Exercise brief -
Check every line of the entries for "Option", and copy the lines that hold it.

Given records -
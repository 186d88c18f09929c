//! Analysis records produced by the engine.

use std::collections::BTreeMap;
use std::fmt;

use chrono::{DateTime, Utc};
use serde::de::{MapAccess, Visitor};
use serde::ser::SerializeMap;
use serde::{Deserialize, Deserializer, Serialize, Serializer};

use super::NarrativeSection;

/// A weighted unigram or bigram.
#[derive(Debug, Clone, PartialEq, Serialize, Deserialize)]
pub struct Keyword {
    /// Surface form of the term.
    pub keyword: String,

    /// Mean TF-IDF weight (non-negative).
    pub score: f64,
}

/// One latent topic with its ranked terms.
#[derive(Debug, Clone, PartialEq, Serialize, Deserialize)]
pub struct Topic {
    /// 1-based topic index.
    pub topic_id: usize,

    /// Terms, highest weight first.
    pub keywords: Vec<String>,

    /// Weights parallel to `keywords`.
    pub weights: Vec<f64>,
}

/// Counts in a fixed order, serialized as a JSON object.
///
/// Order is descending count; serde_json objects would otherwise sort keys.
#[derive(Debug, Clone, Default, PartialEq, Eq)]
pub struct RankedCounts(pub Vec<(String, usize)>);

impl RankedCounts {
    /// Count recorded for `key`.
    #[must_use]
    pub fn get(&self, key: &str) -> Option<usize> {
        self.0.iter().find(|(k, _)| k == key).map(|(_, c)| *c)
    }

    /// Number of entries.
    #[must_use]
    pub fn len(&self) -> usize {
        self.0.len()
    }

    /// True when there are no entries.
    #[must_use]
    pub fn is_empty(&self) -> bool {
        self.0.is_empty()
    }

    /// Iterate entries in rank order.
    pub fn iter(&self) -> impl Iterator<Item = (&str, usize)> {
        self.0.iter().map(|(k, c)| (k.as_str(), *c))
    }

    /// Sum of all counts.
    #[must_use]
    pub fn total(&self) -> usize {
        self.0.iter().map(|(_, c)| c).sum()
    }
}

impl Serialize for RankedCounts {
    fn serialize<S: Serializer>(&self, serializer: S) -> Result<S::Ok, S::Error> {
        let mut map = serializer.serialize_map(Some(self.0.len()))?;
        for (k, v) in &self.0 {
            map.serialize_entry(k, v)?;
        }
        map.end()
    }
}

impl<'de> Deserialize<'de> for RankedCounts {
    fn deserialize<D: Deserializer<'de>>(deserializer: D) -> Result<Self, D::Error> {
        struct RankedVisitor;

        impl<'de> Visitor<'de> for RankedVisitor {
            type Value = RankedCounts;

            fn expecting(&self, f: &mut fmt::Formatter<'_>) -> fmt::Result {
                f.write_str("a map of term to count")
            }

            fn visit_map<A: MapAccess<'de>>(self, mut access: A) -> Result<Self::Value, A::Error> {
                let mut entries = Vec::with_capacity(access.size_hint().unwrap_or(0));
                while let Some((k, v)) = access.next_entry::<String, usize>()? {
                    entries.push((k, v));
                }
                Ok(RankedCounts(entries))
            }
        }

        deserializer.deserialize_map(RankedVisitor)
    }
}

/// Corpus statistics.
#[derive(Debug, Clone, Default, PartialEq, Eq, Serialize, Deserialize)]
pub struct Statistics {
    /// Papers in the corpus.
    pub total_papers: usize,

    /// Distinct author names.
    pub total_authors: usize,

    /// Distinct category tags.
    pub total_categories: usize,

    /// Per-paper summaries supplied with the corpus.
    #[serde(default)]
    pub summarized_papers: usize,

    /// Top-K categories by paper count.
    pub category_distribution: RankedCounts,

    /// Top-K authors by paper count.
    pub top_authors: RankedCounts,

    /// Top-K title/abstract words.
    pub top_words: RankedCounts,

    /// Papers per publication day, chronological.
    pub time_distribution: BTreeMap<String, usize>,

    /// Every author with at least two papers.
    pub prolific_authors: RankedCounts,
}

/// Generated narrative split into labeled sections.
#[derive(Debug, Clone, Default, PartialEq, Eq, Serialize, Deserialize)]
pub struct Narrative {
    /// Current research hotspots.
    pub hotspots: String,

    /// Technical trends.
    pub trends: String,

    /// Future directions.
    pub future_directions: String,

    /// Research ideas.
    pub research_ideas: String,

    /// Raw provider response.
    #[serde(alias = "full_analysis")]
    pub full_text: String,
}

impl Narrative {
    /// Narrative with the same text in every section and no raw response.
    #[must_use]
    pub fn uniform(text: &str) -> Self {
        Self {
            hotspots: text.to_string(),
            trends: text.to_string(),
            future_directions: text.to_string(),
            research_ideas: text.to_string(),
            full_text: String::new(),
        }
    }

    /// Text of one section.
    #[must_use]
    pub fn section(&self, section: NarrativeSection) -> &str {
        match section {
            NarrativeSection::Hotspots => &self.hotspots,
            NarrativeSection::Trends => &self.trends,
            NarrativeSection::FutureDirections => &self.future_directions,
            NarrativeSection::ResearchIdeas => &self.research_ideas,
        }
    }

    /// Mutable text of one section.
    pub fn section_mut(&mut self, section: NarrativeSection) -> &mut String {
        match section {
            NarrativeSection::Hotspots => &mut self.hotspots,
            NarrativeSection::Trends => &mut self.trends,
            NarrativeSection::FutureDirections => &mut self.future_directions,
            NarrativeSection::ResearchIdeas => &mut self.research_ideas,
        }
    }
}

/// The complete result of one analysis run.
#[derive(Debug, Clone, Default, PartialEq, Serialize, Deserialize)]
pub struct AnalysisReport {
    /// Snapshot date (YYYY-MM-DD).
    pub date: String,

    /// Papers analyzed.
    pub paper_count: usize,

    /// Top TF-IDF keywords.
    pub keywords: Vec<Keyword>,

    /// Latent topics.
    pub topics: Vec<Topic>,

    /// Corpus statistics.
    pub statistics: Statistics,

    /// Generated narrative.
    #[serde(rename = "llm_analysis")]
    pub narrative: Narrative,

    /// Location of the word-frequency image.
    #[serde(default)]
    pub wordcloud_path: String,

    /// When the result was assembled.
    #[serde(default)]
    pub generated_at: Option<DateTime<Utc>>,
}

impl AnalysisReport {
    /// True for the placeholder result returned on empty input.
    #[must_use]
    pub fn is_empty(&self) -> bool {
        self.paper_count == 0
    }
}

#[cfg(test)]
mod tests {
    use super::*;

    #[test]
    fn test_ranked_counts_preserve_order() {
        let counts = RankedCounts(vec![("zeta".into(), 5), ("alpha".into(), 2)]);
        let json = serde_json::to_string(&counts).unwrap();
        assert_eq!(json, r#"{"zeta":5,"alpha":2}"#);

        let back: RankedCounts = serde_json::from_str(&json).unwrap();
        assert_eq!(back, counts);
        assert_eq!(back.get("alpha"), Some(2));
        assert_eq!(back.total(), 7);
    }

    #[test]
    fn test_narrative_accepts_legacy_field() {
        let json = serde_json::json!({
            "hotspots": "h",
            "trends": "t",
            "future_directions": "f",
            "research_ideas": "r",
            "full_analysis": "everything"
        });
        let narrative: Narrative = serde_json::from_value(json).unwrap();
        assert_eq!(narrative.full_text, "everything");
        assert_eq!(narrative.section(NarrativeSection::Trends), "t");
    }

    #[test]
    fn test_uniform_narrative() {
        let narrative = Narrative::uniform("n/a");
        for section in NarrativeSection::ALL {
            assert_eq!(narrative.section(section), "n/a");
        }
        assert!(narrative.full_text.is_empty());
    }
}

Response -
    pub fn get(&self, key: &str) -> Option<usize> {
    pub generated_at: Option<DateTime<Utc>>,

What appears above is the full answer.